>>>>>
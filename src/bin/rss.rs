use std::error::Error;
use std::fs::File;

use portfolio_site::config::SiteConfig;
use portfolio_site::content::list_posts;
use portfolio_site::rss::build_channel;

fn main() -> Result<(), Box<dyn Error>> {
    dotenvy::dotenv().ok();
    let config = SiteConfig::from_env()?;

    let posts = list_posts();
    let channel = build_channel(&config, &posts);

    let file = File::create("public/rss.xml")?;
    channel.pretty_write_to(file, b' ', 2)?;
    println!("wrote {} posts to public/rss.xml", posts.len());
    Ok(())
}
<<<<<
*Directions for this task*.
Produce the entries again, character for character.

*Output of the task*.
filename src/bin/rss.rs
use std::error::Error;
use std::fs::File;

use portfolio_site::config::SiteConfig;
use portfolio_site::content::list_posts;
use portfolio_site::rss::build_channel;

fn main() -> Result<(), Box<dyn Error>> {
    dotenvy::dotenv().ok();
    let config = SiteConfig::from_env()?;

    let posts = list_posts();
    let channel = build_channel(&config, &posts);

    let file = File::create("public/rss.xml")?;
    channel.pretty_write_to(file, b' ', 2)?;
    println!("wrote {} posts to public/rss.xml", posts.len());
    Ok(())
}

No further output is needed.